● WORK ORDER
For this exercise, repeat each entry exactly as written.

● DATASET
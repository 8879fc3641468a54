//! Shared Diesel error mapping for the yard repositories.
//!
//! Every repository port exposes `Connection` and `Query` variants; these
//! helpers route pool and Diesel failures into them through the port's own
//! constructors so each adapter only names its error type once.

use diesel::result::{DatabaseErrorKind, Error as DieselError};
use tracing::debug;

use super::pool::PoolError;

/// Map pool errors into a repository-specific connection error.
pub fn map_pool_error<E, C>(error: PoolError, connection: C) -> E
where
    C: FnOnce(String) -> E,
{
    let message = match error {
        PoolError::Checkout { message } | PoolError::Build { message } => message,
    };
    connection(message)
}

/// Map Diesel errors into query or connection errors.
///
/// Closed connections and serialisation failures are reported as connection
/// problems so callers surface them as temporary outages.
pub fn map_diesel_error<E, Q, C>(error: DieselError, query: Q, connection: C) -> E
where
    Q: FnOnce(String) -> E,
    C: FnOnce(String) -> E,
{
    match &error {
        DieselError::DatabaseError(kind, info) => {
            debug!(?kind, message = info.message(), "diesel operation failed");
        }
        other => debug!(error = %other, "diesel operation failed"),
    }

    match error {
        DieselError::NotFound => query("record not found".to_owned()),
        DieselError::DatabaseError(DatabaseErrorKind::ClosedConnection, _) => {
            connection("database connection error".to_owned())
        }
        DieselError::DatabaseError(DatabaseErrorKind::SerializationFailure, _) => {
            connection("database serialisation conflict".to_owned())
        }
        DieselError::DatabaseError(DatabaseErrorKind::UniqueViolation, info) => {
            query(format!("duplicate record: {}", info.message()))
        }
        DieselError::DatabaseError(DatabaseErrorKind::CheckViolation, info) => {
            query(format!("constraint violated: {}", info.message()))
        }
        DieselError::QueryBuilderError(_) => query("database query error".to_owned()),
        _ => query("database error".to_owned()),
    }
}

● OUTPUT OF THE TASK
repository 8879fc3641468a54
//! Shared Diesel error mapping for the yard repositories.
//!
//! Every repository port exposes `Connection` and `Query` variants; these
//! helpers route pool and Diesel failures into them through the port's own
//! constructors so each adapter only names its error type once.

use diesel::result::{DatabaseErrorKind, Error as DieselError};
use tracing::debug;

use super::pool::PoolError;

/// Map pool errors into a repository-specific connection error.
pub fn map_pool_error<E, C>(error: PoolError, connection: C) -> E
where
    C: FnOnce(String) -> E,
{
    let message = match error {
        PoolError::Checkout { message } | PoolError::Build { message } => message,
    };
    connection(message)
}

/// Map Diesel errors into query or connection errors.
///
/// Closed connections and serialisation failures are reported as connection
/// problems so callers surface them as temporary outages.
pub fn map_diesel_error<E, Q, C>(error: DieselError, query: Q, connection: C) -> E
where
    Q: FnOnce(String) -> E,
    C: FnOnce(String) -> E,
{
    match &error {
        DieselError::DatabaseError(kind, info) => {
            debug!(?kind, message = info.message(), "diesel operation failed");
        }
        other => debug!(error = %other, "diesel operation failed"),
    }

    match error {
        DieselError::NotFound => query("record not found".to_owned()),
        DieselError::DatabaseError(DatabaseErrorKind::ClosedConnection, _) => {
            connection("database connection error".to_owned())
        }
        DieselError::DatabaseError(DatabaseErrorKind::SerializationFailure, _) => {
            connection("database serialisation conflict".to_owned())
        }
        DieselError::DatabaseError(DatabaseErrorKind::UniqueViolation, info) => {
            query(format!("duplicate record: {}", info.message()))
        }
        DieselError::DatabaseError(DatabaseErrorKind::CheckViolation, info) => {
            query(format!("constraint violated: {}", info.message()))
        }
        DieselError::QueryBuilderError(_) => query("database query error".to_owned()),
        _ => query("database error".to_owned()),
    }
}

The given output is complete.